Mit der neu gewonnenen Zuversicht stand Aaron auf und machte sich auf den Weg zurück zu seiner „Hütte“. Okay, sie war erbärmlich, würde aber den Regen abhalten und etwas Schutz vor dem Wind bieten. Er nutzte die Deckung der Vegetation, um nicht Swan doch noch auf den Plan zu rufen, seine Wut an ihm auszulassen. Den aufkommenden Hunger stillte er wieder mit einigen Bananen, den Durst an einem kleinen Wasserlauf. Auch fand er andere Früchte, von denen er einige als essbar befand. Er kannte sie nicht, würde das Risiko aber eingehen müssen, wollte er nicht allein von Bananen leben. Kurz hielt er erschrocken inne, als es vor ihm im Dickicht raschelte. Er hatte schon Swan in Verdacht, ihm doch gefolgt zu sein und war erleichtert, als ein kleineres Wildschwein seinen Weg kreuzte. Die Aussicht, auch Fleisch essen zu können, stimmte Aaron froh. Er würde allerdings ein Messer hierfür brauchen. Vielleicht gab es ja so etwas wie Feuersteine? Damit waren selbst die Urmenschen klar gekommen, weshalb also nicht auch ein so smartes Kerlchen wie er?
Rechtzeitig vor Einbruch der Dunkelheit erreichte Aaron seine Behausung. Ermattet legte er sich hinein, stützte den Kopf auf seine Arme und ließ den Blick über den unendlich weit scheinenden Horizont schweifen, dorthin, wo sich die Wasser des Ozeans mit dem Grau der anbrechenden Nacht vereinten. Ein aufkommender Wind rüttelte an der Konstruktion aus Holz und Blättern. Sie hielt ihm stand, wie Aaron erleichtert feststellte. Müde rollte er sich zusammen, zog die angewinkelten Beine näher an seinen Körper, um es etwas wärmer zu haben und schlief ein.

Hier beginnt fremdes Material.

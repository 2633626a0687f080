//! Decode a synthetic UPDI session through a pipeline and print the result.
//!
//! Run with `RUST_LOG=debug` to see the decoder's sync and stats logging.

use dsl::{AnnotationCollector, AnnotationKind, Pipeline, ReplaySource, Sample, UpdiDecoder};
use tracing_subscriber::EnvFilter;

const SAMPLERATE: u64 = 10_000_000;
const SAMPLES_PER_BIT: u64 = 87;

/// Line levels for a sequence of UART frames (start, 8 data bits LSB-first, 2 stop)
fn waveform(frames: &[u8]) -> Vec<Sample> {
    let mut samples = vec![Sample::new(true, 0)];
    let mut level = true;
    let mut t = 4 * SAMPLES_PER_BIT;
    let mut drive = |value: bool, t: u64| {
        if value != level {
            samples.push(Sample::new(value, t));
            level = value;
        }
    };

    for &byte in frames {
        let bits = std::iter::once(false)
            .chain((0..8).map(|i| (byte >> i) & 1 == 1))
            .chain([true, true]);
        for bit in bits {
            drive(bit, t);
            t += SAMPLES_PER_BIT;
        }
    }
    samples
}

fn main() -> Result<(), Box<dyn std::error::Error>> {
    tracing_subscriber::fmt()
        .with_env_filter(EnvFilter::try_from_default_env().unwrap_or_else(|_| EnvFilter::new("info")))
        .init();

    // LDCS STATUSA, READSIB (16 bytes), STS 0x1000 = 0xAB
    let mut frames = vec![0x55, 0x80, 0x30, 0x55, 0xE5];
    frames.extend_from_slice(b"tinyAVR P:0D:0-3");
    frames.extend_from_slice(&[0x55, 0x44, 0x00, 0x10, 0x40, 0xAB, 0x40]);

    let collector = AnnotationCollector::new();
    let annotations = collector.handle();

    let mut pipeline = Pipeline::new();
    pipeline.add_process("line", ReplaySource::new(waveform(&frames)))?;
    pipeline.add_process("updi", UpdiDecoder::new().with_samplerate(SAMPLERATE))?;
    pipeline.add_process("out", collector)?;
    pipeline.connect("line", "out", "updi", "updi")?;
    pipeline.connect("updi", "annotations", "out", "annotations")?;
    pipeline.build()?.wait()?;

    let annotations = annotations.lock().map_err(|_| "collector poisoned")?;
    for ann in annotations.iter() {
        if matches!(ann.kind, AnnotationKind::Command | AnnotationKind::Warning) {
            println!("{}", ann);
        }
    }
    Ok(())
}
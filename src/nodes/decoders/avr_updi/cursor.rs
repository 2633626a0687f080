//! Forward-only time cursor over a run-length single-line stream

use crate::runtime::errors::{WorkError, WorkResult};
use crate::runtime::sample::Sample;
use crate::runtime::stream::Source;

/// Which transition `wait_edge` stops at
#[derive(Debug, Clone, Copy, PartialEq, Eq)]
pub enum Edge {
    Falling,
    Rising,
    Either,
}

impl Edge {
    fn matches(self, new_level: bool) -> bool {
        match self {
            Edge::Falling => !new_level,
            Edge::Rising => new_level,
            Edge::Either => true,
        }
    }
}

/// Current position (sample number) and line level.
///
/// The cursor never moves backwards. A sample starting exactly at the
/// position is left unconsumed, so an edge landing on the end of a skip is
/// still seen by the next `wait_edge`.
#[derive(Debug, Default, Clone)]
pub struct LineCursor {
    now: u64,
    level: bool,
    primed: bool,
}

impl LineCursor {
    pub fn new() -> Self {
        Self::default()
    }

    pub fn now(&self) -> u64 {
        self.now
    }

    fn prime<S: Source<Sample>>(&mut self, source: &mut S) -> WorkResult {
        if !self.primed {
            let first = source.recv()?;
            self.now = first.start_time;
            self.level = first.value;
            self.primed = true;
        }
        Ok(())
    }

    fn peek_next<S: Source<Sample>>(source: &mut S) -> WorkResult<Option<Sample>> {
        match source.peek() {
            Ok(sample) => Ok(Some(*sample)),
            Err(WorkError::Shutdown) => Ok(None),
            Err(e) => Err(e),
        }
    }

    /// Scan forward to the next matching edge.
    ///
    /// With a `budget`, gives up once that many samples have elapsed: the
    /// cursor is left at the deadline and `Ok(false)` is returned. Reaching
    /// the end of the stream is `Err(WorkError::Shutdown)`.
    pub fn wait_edge<S: Source<Sample>>(
        &mut self,
        source: &mut S,
        edge: Edge,
        budget: Option<u64>,
    ) -> WorkResult<bool> {
        self.prime(source)?;
        let deadline = budget.map(|b| self.now.saturating_add(b));

        loop {
            let next = *source.peek()?;
            if let Some(deadline) = deadline
                && next.start_time > deadline
            {
                self.now = deadline;
                return Ok(false);
            }
            source.recv()?;

            if next.value == self.level {
                continue;
            }
            self.level = next.value;
            self.now = next.start_time.max(self.now);
            if edge.matches(next.value) {
                return Ok(true);
            }
        }
    }

    /// Advance by `count` samples and return the line level there.
    ///
    /// Past the end of the stream the last level holds.
    pub fn skip<S: Source<Sample>>(&mut self, source: &mut S, count: u64) -> WorkResult<bool> {
        self.prime(source)?;
        let target = self.now + count;

        while let Some(next) = Self::peek_next(source)? {
            if next.start_time > target {
                break;
            }
            if next.start_time == target {
                self.now = target;
                return Ok(next.value);
            }
            source.recv()?;
            self.level = next.value;
        }

        self.now = target;
        Ok(self.level)
    }
}

#[cfg(test)]
mod tests {
    use super::*;
    use std::collections::VecDeque;

    fn line(edges: &[(u64, bool)]) -> VecDeque<Sample> {
        edges.iter().map(|&(t, v)| Sample::new(v, t)).collect()
    }

    #[test]
    fn test_wait_edge_kinds() {
        let mut src = line(&[(0, true), (10, false), (20, true), (30, false)]);
        let mut cursor = LineCursor::new();

        assert!(cursor.wait_edge(&mut src, Edge::Rising, None).unwrap());
        assert_eq!(cursor.now(), 20);
        assert!(cursor.wait_edge(&mut src, Edge::Either, None).unwrap());
        assert_eq!(cursor.now(), 30);
        assert!(matches!(
            cursor.wait_edge(&mut src, Edge::Either, None),
            Err(WorkError::Shutdown)
        ));
    }

    #[test]
    fn test_wait_edge_budget() {
        let mut src = line(&[(0, true), (100, false)]);
        let mut cursor = LineCursor::new();

        assert!(!cursor.wait_edge(&mut src, Edge::Falling, Some(40)).unwrap());
        assert_eq!(cursor.now(), 40);
        assert!(cursor.wait_edge(&mut src, Edge::Falling, Some(60)).unwrap());
        assert_eq!(cursor.now(), 100);
    }

    #[test]
    fn test_duplicate_levels_are_not_edges() {
        let mut src = line(&[(0, true), (5, true), (9, false)]);
        let mut cursor = LineCursor::new();

        assert!(cursor.wait_edge(&mut src, Edge::Either, None).unwrap());
        assert_eq!(cursor.now(), 9);
    }

    #[test]
    fn test_skip_leaves_edge_at_target() {
        let mut src = line(&[(0, true), (10, false), (20, true)]);
        let mut cursor = LineCursor::new();

        assert!(cursor.skip(&mut src, 5).unwrap());
        assert!(!cursor.skip(&mut src, 5).unwrap());
        assert_eq!(cursor.now(), 10);
        assert!(cursor.wait_edge(&mut src, Edge::Falling, None).unwrap());
        assert_eq!(cursor.now(), 10);

        // Past the end the last level holds
        assert!(cursor.skip(&mut src, 1000).unwrap());
        assert_eq!(cursor.now(), 1010);
    }
}
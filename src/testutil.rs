//! Synthetic waveforms for decoder tests

use crate::nodes::decoders::Annotation;
use crate::runtime::sample::{LogicSample, Sample};
use std::collections::HashMap;

/// Half of one HVSP clock period, in samples
const HVSP_HALF_PERIOD: u64 = 5;

/// HVSP frames for `(sii, sdi, sdo)` words.
///
/// Each clock position sets up the data lines with SCI low, raises SCI one
/// half period later and drops it again after another. SII and SDI carry the
/// word MSB-first on positions 1..=8; SDO is presented on the falls of
/// positions 0..=7.
pub fn hvsp_session(words: &[(u8, u8, u8)]) -> Vec<LogicSample> {
    let mut samples = vec![LogicSample::new(0, 0)];
    let mut push = |sample: LogicSample| {
        if samples.last().map(|s| s.pins) != Some(sample.pins) {
            samples.push(sample);
        }
    };

    let h = HVSP_HALF_PERIOD;
    let mut t = 2 * h;
    for &(sii, sdi, sdo) in words {
        for pos in 0..11u8 {
            let (sii_bit, sdi_bit) = if (1..=8).contains(&pos) {
                let shift = 8 - pos;
                ((sii >> shift) & 1 == 1, (sdi >> shift) & 1 == 1)
            } else {
                (false, false)
            };
            let sdo_bit = pos <= 7 && (sdo >> (7 - pos)) & 1 == 1;

            let low = [false, sii_bit, sdi_bit, sdo_bit];
            let high = [true, sii_bit, sdi_bit, sdo_bit];
            push(LogicSample::from_lines(&low, t));
            push(LogicSample::from_lines(&high, t + h));
            push(LogicSample::from_lines(&low, t + 2 * h));
            t += 4 * h;
        }
    }
    samples
}

/// Builder for a UART-style one-wire line.
///
/// The bit period may be fractional; edges land on the nearest sample, as
/// they would in a capture whose rate is not a multiple of the baud rate.
pub struct UartWave {
    period: f64,
    /// Position in samples, unrounded
    pos: f64,
    level: bool,
    samples: Vec<Sample>,
}

impl UartWave {
    /// Line idles high for two bit times before the first frame
    pub fn new(samples_per_bit: u64) -> Self {
        Self::with_period(samples_per_bit as f64)
    }

    pub fn with_period(period: f64) -> Self {
        Self {
            period,
            pos: 2.0 * period,
            level: true,
            samples: vec![Sample::new(true, 0)],
        }
    }

    fn set(&mut self, level: bool) {
        if level != self.level {
            self.samples.push(Sample::new(level, self.now()));
            self.level = level;
        }
    }

    fn bit(&mut self, level: bool) {
        self.set(level);
        self.pos += self.period;
    }

    /// One frame: start bit, 8 data bits LSB-first and two stop bits.
    /// `stop_ok` false drives the first stop bit low.
    pub fn frame(mut self, value: u8, stop_ok: bool) -> Self {
        self.bit(false);
        for idx in 0..8 {
            self.bit((value >> idx) & 1 == 1);
        }
        self.bit(stop_ok);
        self.bit(true);
        self
    }

    pub fn byte(self, value: u8) -> Self {
        self.frame(value, true)
    }

    pub fn bytes(self, values: &[u8]) -> Self {
        values.iter().fold(self, |wave, &v| wave.byte(v))
    }

    pub fn sync(self) -> Self {
        self.byte(0x55)
    }

    /// Hold the line high
    pub fn idle(mut self, samples: u64) -> Self {
        self.set(true);
        self.pos += samples as f64;
        self
    }

    /// Drive the line low for `samples`, then release it
    pub fn pulse_low(mut self, samples: u64) -> Self {
        self.set(false);
        self.pos += samples as f64;
        self.set(true);
        self.pos += self.period;
        self
    }

    /// Sample number the next frame would start at
    pub fn now(&self) -> u64 {
        self.pos.round() as u64
    }

    pub fn finish(self) -> Vec<Sample> {
        self.samples
    }
}

/// Within each annotation class, start times never go backwards
pub fn assert_ordered_per_class(annotations: &[Annotation]) {
    let mut last: HashMap<&str, u64> = HashMap::new();
    for ann in annotations {
        assert!(ann.start_time <= ann.end_time, "inverted interval: {}", ann);
        if let Some(&prev) = last.get(ann.class) {
            assert!(ann.start_time >= prev, "out of order: {}", ann);
        }
        last.insert(ann.class, ann.start_time);
    }
}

Lautes Krachen und ein Schwall kaltes Wasser weckten Aaron. Gleichzeitig fielen Stangen und Blätter auf ihn. Prustend kämpfte er sich ins Freie. Der aufgefrischte Wind zerrte an seiner Kleidung, Regen peitsche ihm ins Gesicht und durchnässte ihn sofort bis auf die Haut. Fluchend besah sich Aaron die Überreste seiner Hütte und suchte nach einem anderen Unterschlupf. Schließlich kauerte er sich hinter einen etwas stärkeren Baumstamm und bedeckte sich mit einigen größeren Blättern. Er fror jämmerlich, seine Zähne klapperten. Als sich der Wind zum Sturm auswuchs, brach die Hölle über ihn ein. Aaron machte sich so klein wie möglich, versuchte auf diese Art weniger Angriffsfläche zu bieten. Erinnerungen an die Nacht des Unglücks wurden wach und er fürchtete um sein Leben.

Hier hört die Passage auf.